Research Institute of Endocrinology, Kyung Hee University Hospital, 1, Hoegi-dong, Dongdaemun-gu, Seoul 130-702, South Korea.
Biol Trace Elem Res. 2013 Jun;153(1-3):428-36. doi: 10.1007/s12011-013-9679-7. Epub 2013 May 5.
Gold nanoparticles have shown promising biological applications due to their unique properties. Understanding the interaction mechanisms between nanomaterials and biological cells is important for the control and manipulation of these interactions for biomedical applications. In the present study, we investigated the effects of gold nanoparticles on the differentiation of osteoblastic MC3T3-E1 cells and antimycin A-induced mitochondrial dysfunction. The results showed that gold nanoparticles (5, 10, and 20 nm) caused a significant elevation of cell growth, alkaline phosphatase activity, collagen synthesis, and osteocalcin content in the cells (P < 0.05). Moreover, pretreatment with gold nanoparticles prior to antimycin A exposure significantly reduced antimycin A-induced cell damage by preventing mitochondrial membrane potential dissipation, complex IV inactivation, ATP loss, cytochrome c release, cardiolipin peroxidation, and reactive oxygen species generation. Taken together, our study indicated that gold nanoparticles may improve the differentiation and have protective effects on mitochondrial dysfunction of osteoblastic cells.

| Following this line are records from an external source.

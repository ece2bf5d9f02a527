//! Bullet-vs-enemy collision and scoring
//!
//! Both shapes are spheres in camera space. The test is strict: touching spheres
//! (distance exactly equal to the radius sum) do not collide.

use glam::DVec3;

use super::entities::{Bullet, Enemy, GainEffect};
use super::projection::to_screen;

/// Sphere-sphere overlap test
#[inline]
pub fn spheres_overlap(a: DVec3, ra: f64, b: DVec3, rb: f64) -> bool {
    a.distance_squared(b) < (ra + rb) * (ra + rb)
}

/// A scoring event produced by `resolve_hits`
#[derive(Debug, Clone, PartialEq)]
pub struct Hit {
    pub score: u32,
}

/// Resolve all bullet/enemy hits for this tick.
///
/// Bullets are tested in order against enemies in order; the first unhit enemy a
/// bullet overlaps is the one it hits (no nearest-hit tie-break). Hit enemies are
/// flagged, their bullets removed, and a gain effect pushed for each hit.
pub fn resolve_hits(
    bullets: &mut Vec<Bullet>,
    enemies: &mut [Enemy],
    gains: &mut Vec<GainEffect>,
) -> Vec<Hit> {
    let mut hits = Vec::new();

    bullets.retain(|bullet| {
        let target = enemies
            .iter()
            .position(|e| !e.hit && spheres_overlap(e.pos, e.radius, bullet.pos, bullet.radius));

        match target {
            Some(index) => {
                let enemy = &mut enemies[index];
                enemy.hit = true;

                let score = enemy.kind.score();
                gains.push(GainEffect::new(to_screen(enemy.pos), score));
                hits.push(Hit { score });
                false
            }
            None => true,
        }
    });

    hits
}

#[cfg(test)]
mod tests {
    use super::*;
    use crate::sim::entities::EnemyKind;
    use glam::DVec2;

    fn enemy_at(kind: EnemyKind, pos: DVec3) -> Enemy {
        Enemy::new(kind, pos, 2.0)
    }

    fn bullet_at(pos: DVec3) -> Bullet {
        Bullet::new(pos, DVec3::new(0.0, 0.0, 3.0))
    }

    #[test]
    fn test_boundary_is_strict() {
        let center = DVec3::new(10.0, -80.0, 200.0);
        let r = 40.0 + 10.0;
        let eps = 1e-6;

        assert!(spheres_overlap(center, 40.0, center + DVec3::new(r - eps, 0.0, 0.0), 10.0));
        assert!(!spheres_overlap(center, 40.0, center + DVec3::new(r + eps, 0.0, 0.0), 10.0));
        assert!(!spheres_overlap(center, 40.0, center + DVec3::new(0.0, 0.0, r), 10.0));
    }

    #[test]
    fn test_identical_centers_collide() {
        let p = DVec3::new(0.0, -50.0, 200.0);
        assert!(spheres_overlap(p, 30.0, p, 10.0));
    }

    #[test]
    fn test_hit_scores_by_kind() {
        for kind in EnemyKind::ALL {
            let pos = DVec3::new(0.0, -60.0, 200.0);
            let mut enemies = vec![enemy_at(kind, pos)];
            let mut bullets = vec![bullet_at(pos)];
            let mut gains = Vec::new();

            let hits = resolve_hits(&mut bullets, &mut enemies, &mut gains);
            assert_eq!(hits.len(), 1);
            assert_eq!(hits[0].score, kind.score());
            assert!(enemies[0].hit);
            assert!(bullets.is_empty());
            assert_eq!(gains.len(), 1);
            assert_eq!(gains[0].score, kind.score());
            assert_eq!(gains[0].pos, to_screen(pos));
        }
    }

    #[test]
    fn test_first_enemy_in_order_wins() {
        // Bullet overlaps both; the second is closer but the first is listed first
        let bullet = bullet_at(DVec3::new(0.0, -60.0, 200.0));
        let mut enemies = vec![
            enemy_at(EnemyKind::Normal, DVec3::new(30.0, -60.0, 200.0)),
            enemy_at(EnemyKind::Shy, DVec3::new(1.0, -60.0, 200.0)),
        ];
        let mut bullets = vec![bullet];
        let mut gains = Vec::new();

        let hits = resolve_hits(&mut bullets, &mut enemies, &mut gains);
        assert_eq!(hits.len(), 1);
        assert_eq!(hits[0].score, EnemyKind::Normal.score());
        assert!(enemies[0].hit);
        assert!(!enemies[1].hit);
    }

    #[test]
    fn test_hit_enemy_is_excluded() {
        let pos = DVec3::new(0.0, -60.0, 200.0);
        let mut enemies = vec![enemy_at(EnemyKind::Dizzy, pos)];
        let mut bullets = vec![bullet_at(pos), bullet_at(pos)];
        let mut gains = Vec::new();

        let hits = resolve_hits(&mut bullets, &mut enemies, &mut gains);
        assert_eq!(hits.len(), 1);
        // Second bullet passes through the already-hit enemy
        assert_eq!(bullets.len(), 1);

        let again = resolve_hits(&mut bullets, &mut enemies, &mut gains);
        assert!(again.is_empty());
        assert_eq!(gains.len(), 1);
    }

    #[test]
    fn test_two_bullets_two_enemies() {
        let a = DVec3::new(-100.0, -60.0, 200.0);
        let b = DVec3::new(100.0, -60.0, 200.0);
        let mut enemies = vec![enemy_at(EnemyKind::Normal, a), enemy_at(EnemyKind::Dizzy, b)];
        let mut bullets = vec![bullet_at(b), bullet_at(a), bullet_at(DVec3::new(0.0, -60.0, 120.0))];
        let mut gains = Vec::new();

        let hits = resolve_hits(&mut bullets, &mut enemies, &mut gains);
        let total: u32 = hits.iter().map(|h| h.score).sum();
        assert_eq!(total, 4);
        assert_eq!(bullets.len(), 1);
        assert_eq!(gains[0].pos, to_screen(b));
        assert_ne!(gains[0].pos, DVec2::ZERO);
    }
}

金纳米颗粒由于其独特的性质,在生物医学领域具有广阔的应用前景。了解纳米材料与生物细胞之间的相互作用机制,对于控制和操纵这些相互作用以应用于生物医学领域非常重要。在本研究中,我们研究了金纳米颗粒对成骨细胞 MC3T3-E1 细胞分化和抗霉素 A 诱导的线粒体功能障碍的影响。结果表明,金纳米颗粒(5、10 和 20nm)显著提高了细胞的生长、碱性磷酸酶活性、胶原合成和骨钙素含量(P<0.05)。此外,在暴露于抗霉素 A 之前用金纳米颗粒预处理,通过防止线粒体膜电位耗散、复合物 IV 失活、ATP 损失、细胞色素 c 释放、心磷脂过氧化和活性氧生成,显著减轻了抗霉素 A 诱导的细胞损伤。综上所述,我们的研究表明,金纳米颗粒可能促进成骨细胞的分化,并对其线粒体功能障碍具有保护作用。